This patch matches the following patterns for unsigned saturation:
1) fold smax(UINT_MIN, smin(UINT_MAX, sub(zext(A), zext(B)))) into usub_sat,
where smin smax could be reversed.
2) fold umin(UINT_MAX, add(zext(A), zext(B))) into uadd_sat.
Note that this patch extends the signed saturation (sadd|ssub_sat) pattern
matching from D68651.
---
.../InstCombine/InstCombineCalls.cpp | 57 +++++---
.../InstCombine/InstCombineInternal.h | 2 +-
.../Transforms/InstCombine/uaddsub_sat.ll | 137 +++---------------
3 files changed, 63 insertions(+), 133 deletions(-)
diff --git a/llvm/lib/Transforms/InstCombine/InstCombineCalls.cpp b/llvm/lib/Transforms/InstCombine/InstCombineCalls.cpp
index 467b291f9a4c3..bbb2f994e1aea 100644
--- a/llvm/lib/Transforms/InstCombine/InstCombineCalls.cpp
+++ b/llvm/lib/Transforms/InstCombine/InstCombineCalls.cpp
@@ -1117,16 +1117,22 @@ static Instruction *moveAddAfterMinMax(IntrinsicInst *II,
return IsSigned ? BinaryOperator::CreateNSWAdd(NewMinMax, Add->getOperand(1))
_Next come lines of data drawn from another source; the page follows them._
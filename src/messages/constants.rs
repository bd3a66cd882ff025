//! Wire protocol constants.

/// Protocol version 3.0, encoded as major << 16 | minor.
pub const PROTOCOL_VERSION_NUMBER: i32 = 196608;

/// Magic number of an SSLRequest message.
pub const SSL_REQUEST_CODE: i32 = 80877103;

/// Magic number of a CancelRequest message.
pub const CANCEL_REQUEST_CODE: i32 = 80877102;

/// Magic number of a GSSENCRequest message. We reject these.
pub const GSSENC_REQUEST_CODE: i32 = 80877104;

// Authentication request kinds ('R' messages).
pub const AUTHENTICATION_SUCCESSFUL: i32 = 0;
pub const AUTHENTICATION_CLEAR_PASSWORD: i32 = 3;
pub const AUTHENTICATION_MD5_PASSWORD: i32 = 5;
pub const SASL: i32 = 10;
pub const SASL_CONTINUE: i32 = 11;
pub const SASL_FINAL: i32 = 12;

pub const SCRAM_SHA_256: &str = "SCRAM-SHA-256";
pub const SCRAM_ITERATIONS: u32 = 4096;

pub const MD5_PASSWORD_PREFIX: &str = "md5";
pub const SCRAM_PASSWORD_PREFIX: &str = "SCRAM-SHA-256$";

pub const MESSAGE_TERMINATOR: u8 = 0;

// SQLSTATE codes used in client-visible failures.
pub const SQLSTATE_TOO_MANY_CONNECTIONS: &str = "53300";
pub const SQLSTATE_INVALID_PASSWORD: &str = "28P01";
pub const SQLSTATE_INVALID_AUTHORIZATION: &str = "28000";
pub const SQLSTATE_QUERY_CANCELED: &str = "57014";
pub const SQLSTATE_CANNOT_CONNECT_NOW: &str = "58006";
//! The backend server descriptor table: a fixed array built at configuration
//! load, mutated only through the atomic per-server state word. Failover
//! promotes a standby by running the configured script and publishing the
//! outcome here.

use std::sync::atomic::{AtomicU8, Ordering};

use log::{error, info, warn};
use once_cell::sync::OnceCell;

use crate::config::ServerConfig;
use crate::errors::Error;

#[derive(Debug, Clone, Copy, PartialEq, Eq)]
#[repr(u8)]
pub enum ServerState {
    NotInit = 0,
    NotInitPrimary = 1,
    Primary = 2,
    Replica = 3,
    Failover = 4,
    Failed = 5,
}

impl ServerState {
    fn from_u8(value: u8) -> ServerState {
        match value {
            0 => ServerState::NotInit,
            1 => ServerState::NotInitPrimary,
            2 => ServerState::Primary,
            3 => ServerState::Replica,
            4 => ServerState::Failover,
            _ => ServerState::Failed,
        }
    }
}

impl std::fmt::Display for ServerState {
    fn fmt(&self, f: &mut std::fmt::Formatter<'_>) -> std::fmt::Result {
        let s = match self {
            ServerState::NotInit => "notinit",
            ServerState::NotInitPrimary => "notinit_primary",
            ServerState::Primary => "primary",
            ServerState::Replica => "replica",
            ServerState::Failover => "failover",
            ServerState::Failed => "failed",
        };
        f.write_str(s)
    }
}

#[derive(Debug)]
pub struct ServerDesc {
    pub name: String,
    pub host: String,
    pub port: u16,
    pub tls: bool,
    state: AtomicU8,
}

impl ServerDesc {
    pub fn state(&self) -> ServerState {
        ServerState::from_u8(self.state.load(Ordering::Acquire))
    }

    fn set_state(&self, state: ServerState) {
        self.state.store(state as u8, Ordering::Release);
    }

    fn compare_exchange(&self, current: ServerState, new: ServerState) -> bool {
        self.state
            .compare_exchange(
                current as u8,
                new as u8,
                Ordering::AcqRel,
                Ordering::Acquire,
            )
            .is_ok()
    }
}

static SERVERS: OnceCell<Vec<ServerDesc>> = OnceCell::new();

/// Build the descriptor table. Called once at startup; the table is never
/// resized or destroyed.
pub fn init_servers(configs: &[ServerConfig]) {
    let servers = configs
        .iter()
        .map(|config| ServerDesc {
            name: config.name.clone(),
            host: config.host.clone(),
            port: config.port,
            tls: config.tls,
            state: AtomicU8::new(if config.primary {
                ServerState::NotInitPrimary as u8
            } else {
                ServerState::NotInit as u8
            }),
        })
        .collect();

    if SERVERS.set(servers).is_err() {
        panic!("server table initialized twice");
    }
}

pub fn get_servers() -> &'static [ServerDesc] {
    SERVERS.get().map(|v| v.as_slice()).unwrap_or(&[])
}

pub fn get_server(index: usize) -> Option<&'static ServerDesc> {
    get_servers().get(index)
}

/// The server new connections go to: the PRIMARY if there is one, otherwise
/// the designated NOTINIT_PRIMARY, otherwise the first server that has not
/// failed.
pub fn get_primary() -> Result<usize, Error> {
    let servers = get_servers();

    for (i, server) in servers.iter().enumerate() {
        if server.state() == ServerState::Primary {
            return Ok(i);
        }
    }

    for (i, server) in servers.iter().enumerate() {
        if server.state() == ServerState::NotInitPrimary {
            return Ok(i);
        }
    }

    for (i, server) in servers.iter().enumerate() {
        let state = server.state();
        if state != ServerState::Failover && state != ServerState::Failed {
            return Ok(i);
        }
    }

    Err(Error::AllServersDown)
}

/// A connection to an uninitialized server succeeded: settle its role. Keeps
/// the at-most-one-primary invariant by only promoting through CAS from the
/// uninitialized states.
pub fn mark_online(index: usize) {
    let servers = get_servers();
    let Some(server) = servers.get(index) else {
        return;
    };

    if server.compare_exchange(ServerState::NotInitPrimary, ServerState::Primary) {
        info!("Server {} is primary", server.name);
        return;
    }

    let primary_exists = servers
        .iter()
        .enumerate()
        .any(|(i, s)| i != index && s.state() == ServerState::Primary);

    let role = if primary_exists {
        ServerState::Replica
    } else {
        ServerState::Primary
    };
    if server.compare_exchange(ServerState::NotInit, role) {
        info!("Server {} is {}", server.name, role);
    }
}

/// Failover entry point for a write error on the primary. CAS guards against
/// two workers racing to run the script.
pub async fn force_failover(index: usize) -> Result<(), Error> {
    let Some(server) = get_server(index) else {
        return Err(Error::AllServersDown);
    };

    let state = server.state();
    if state == ServerState::Failover || state == ServerState::Failed {
        return Err(Error::AllServersDown);
    }

    if !server.compare_exchange(state, ServerState::Failover) {
        // Someone else got there first.
        return Err(Error::AllServersDown);
    }

    failover(index).await
}

/// Promote the first standby. The old primary always ends up FAILED; the new
/// one becomes PRIMARY only when the script reports success.
async fn failover(old_primary: usize) -> Result<(), Error> {
    let servers = get_servers();
    let old = &servers[old_primary];

    let new_primary = servers.iter().enumerate().position(|(i, s)| {
        i != old_primary
            && matches!(
                s.state(),
                ServerState::NotInit | ServerState::NotInitPrimary | ServerState::Replica
            )
    });

    let Some(new_primary) = new_primary else {
        error!("Failover: new primary could not be found");
        old.set_state(ServerState::Failed);
        return Err(Error::AllServersDown);
    };
    let new = &servers[new_primary];

    let script = match crate::config::get_config().general.failover_script.clone() {
        Some(script) => script,
        None => {
            error!("Failover: no failover script configured");
            old.set_state(ServerState::Failed);
            return Err(Error::AllServersDown);
        }
    };

    let status = tokio::process::Command::new(&script)
        .arg(&old.host)
        .arg(old.port.to_string())
        .arg(&new.host)
        .arg(new.port.to_string())
        .status()
        .await;

    match status {
        Ok(status) if status.success() => {
            info!(
                "Failover: new primary is {} ({}:{})",
                new.name, new.host, new.port
            );
            old.set_state(ServerState::Failed);
            new.set_state(ServerState::Primary);
            Ok(())
        }
        Ok(status) => {
            error!("Failover: error from failover script ({status})");
            old.set_state(ServerState::Failed);
            new.set_state(ServerState::Failed);
            Err(Error::AllServersDown)
        }
        Err(err) => {
            error!("Failover: unable to execute failover script: {err}");
            old.set_state(ServerState::Failed);
            new.set_state(ServerState::Failed);
            Err(Error::AllServersDown)
        }
    }
}

/// Operator action: a FAILED server returns to NOTINIT.
pub fn server_reset(name: &str) -> Result<(), Error> {
    for server in get_servers() {
        if server.name == name {
            if server.state() == ServerState::Failed {
                server.set_state(ServerState::NotInit);
                info!("Server {} reset", server.name);
            }
            return Ok(());
        }
    }
    Err(Error::BadConfig(format!("unknown server '{name}'")))
}

/// Operator action: promote the named server; the current primary, if any,
/// becomes FAILED.
pub fn server_switch(name: &str) -> Result<(), Error> {
    let servers = get_servers();

    let mut old_primary = None;
    let mut new_primary = None;

    for (i, server) in servers.iter().enumerate() {
        if server.state() == ServerState::Primary {
            old_primary = Some(i);
        } else if server.name == name {
            new_primary = Some(i);
        }
    }

    let Some(new_primary) = new_primary else {
        warn!("switch-to: unknown or already-primary server '{name}'");
        return Err(Error::BadConfig(format!("unknown server '{name}'")));
    };

    if let Some(old_primary) = old_primary {
        servers[old_primary].set_state(ServerState::Failed);
    }
    servers[new_primary].set_state(ServerState::Primary);
    info!("Server {} switched to primary", name);

    Ok(())
}

/// Mark a server FAILED after an unrecoverable connect error when failover is
/// not configured. Sticky until an operator resets it.
pub fn mark_failed(index: usize) {
    if let Some(server) = get_server(index) {
        warn!("Server {} marked failed", server.name);
        server.set_state(ServerState::Failed);
    }
}

#[cfg(test)]
pub(crate) fn reset_for_tests(configs: &[ServerConfig]) {
    // OnceCell cannot be reset; tests share one table and re-style it.
    if SERVERS.get().is_none() {
        init_servers(configs);
    } else {
        let servers = get_servers();
        for (i, config) in configs.iter().enumerate() {
            if let Some(server) = servers.get(i) {
                server.set_state(if config.primary {
                    ServerState::NotInitPrimary
                } else {
                    ServerState::NotInit
                });
            }
        }
    }
}

#[cfg(test)]
mod tests {
    use super::*;
    use serial_test::serial;

    fn fixture() -> Vec<ServerConfig> {
        vec![
            ServerConfig {
                name: "s1".into(),
                host: "10.0.0.1".into(),
                port: 5432,
                primary: true,
                tls: false,
            },
            ServerConfig {
                name: "s2".into(),
                host: "10.0.0.2".into(),
                port: 5432,
                primary: false,
                tls: false,
            },
            ServerConfig {
                name: "s3".into(),
                host: "10.0.0.3".into(),
                port: 5432,
                primary: false,
                tls: false,
            },
        ]
    }

    fn count_primaries() -> usize {
        get_servers()
            .iter()
            .filter(|s| s.state() == ServerState::Primary)
            .count()
    }

    #[test]
    #[serial]
    fn primary_selection_order() {
        reset_for_tests(&fixture());

        // Nothing online yet: the designated primary wins.
        assert_eq!(get_primary().unwrap(), 0);

        // A live primary beats the designation.
        get_servers()[1].set_state(ServerState::Primary);
        assert_eq!(get_primary().unwrap(), 1);

        // Everything failed: no server at all.
        for server in get_servers() {
            server.set_state(ServerState::Failed);
        }
        assert!(get_primary().is_err());
    }

    #[test]
    #[serial]
    fn mark_online_keeps_a_single_primary() {
        reset_for_tests(&fixture());

        mark_online(0);
        assert_eq!(get_servers()[0].state(), ServerState::Primary);

        mark_online(1);
        assert_eq!(get_servers()[1].state(), ServerState::Replica);
        assert_eq!(count_primaries(), 1);

        mark_online(2);
        assert_eq!(count_primaries(), 1);
    }

    #[test]
    #[serial]
    fn switch_demotes_the_old_primary() {
        reset_for_tests(&fixture());
        mark_online(0);
        mark_online(1);

        server_switch("s2").unwrap();

        assert_eq!(get_servers()[0].state(), ServerState::Failed);
        assert_eq!(get_servers()[1].state(), ServerState::Primary);
        assert_eq!(count_primaries(), 1);

        assert!(server_switch("nope").is_err());
    }

    #[test]
    #[serial]
    fn reset_only_touches_failed_servers() {
        reset_for_tests(&fixture());
        mark_online(0);

        get_servers()[1].set_state(ServerState::Failed);
        server_reset("s2").unwrap();
        assert_eq!(get_servers()[1].state(), ServerState::NotInit);

        // A live primary is left alone.
        server_reset("s1").unwrap();
        assert_eq!(get_servers()[0].state(), ServerState::Primary);

        assert!(server_reset("nope").is_err());
    }

    #[test]
    #[serial]
    fn failed_is_sticky_for_force_failover() {
        reset_for_tests(&fixture());
        get_servers()[0].set_state(ServerState::Failed);

        // Failover on an already-failed server refuses to run.
        let result =
            tokio::runtime::Builder::new_current_thread()
                .enable_all()
                .build()
                .unwrap()
                .block_on(force_failover(0));
        assert!(result.is_err());
        assert_eq!(get_servers()[0].state(), ServerState::Failed);
    }
}
// CancelRequest delivery: a one-shot connection to the backend that owns the
// (pid, secret) pair, outside the pool.

use log::warn;

use crate::errors::Error;
use crate::messages::{cancel_request_message, write_all_flush};
use crate::servers;

use super::stream::{create_tcp_stream_inner, create_unix_stream_inner};

pub(crate) async fn cancel(server: usize, process_id: i32, secret_key: i32) -> Result<(), Error> {
    let desc = servers::get_server(server).ok_or(Error::AllServersDown)?;

    let mut stream = if desc.host.starts_with('/') {
        create_unix_stream_inner(&desc.host, desc.port).await?
    } else {
        create_tcp_stream_inner(&desc.host, desc.port, false).await?
    };

    warn!(
        "Sending CancelRequest to [{process_id}] {}:{}",
        desc.host, desc.port
    );

    let bytes = cancel_request_message(process_id, secret_key);
    write_all_flush(&mut stream, &bytes).await
}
: BinaryOperator::CreateNUWAdd(NewMinMax, Add->getOperand(1));
}
-/// Match a sadd_sat or ssub_sat which is using min/max to clamp the value.
-Instruction *InstCombinerImpl::matchSAddSubSat(IntrinsicInst &MinMax1) {
+/// Match a [s|u]add_sat or [s|u]sub_sat which is using min/max to clamp the
+/// value.
+Instruction *InstCombinerImpl::matchAddSubSat(IntrinsicInst &MinMax1) {
Type *Ty = MinMax1.getType();
- // We are looking for a tree of:
- // max(INT_MIN, min(INT_MAX, add(sext(A), sext(B))))
- // Where the min and max could be reversed
- Instruction *MinMax2;
+ // 1. We are looking for a tree of signed saturation:
+ // smax(SINT_MIN, smin(SINT_MAX, add|sub(sext(A), sext(B))))
+ // Where the smin and smax could be reversed.
+ // 2. A tree of unsigned saturation:
+ // smax(UINT_MIN, smin(UINT_MAX, sub(zext(A), zext(B))))
+ // Where the smin and smax could be reversed.
+ // Or umin(UINT_MAX, add(zext(A), zext(B)))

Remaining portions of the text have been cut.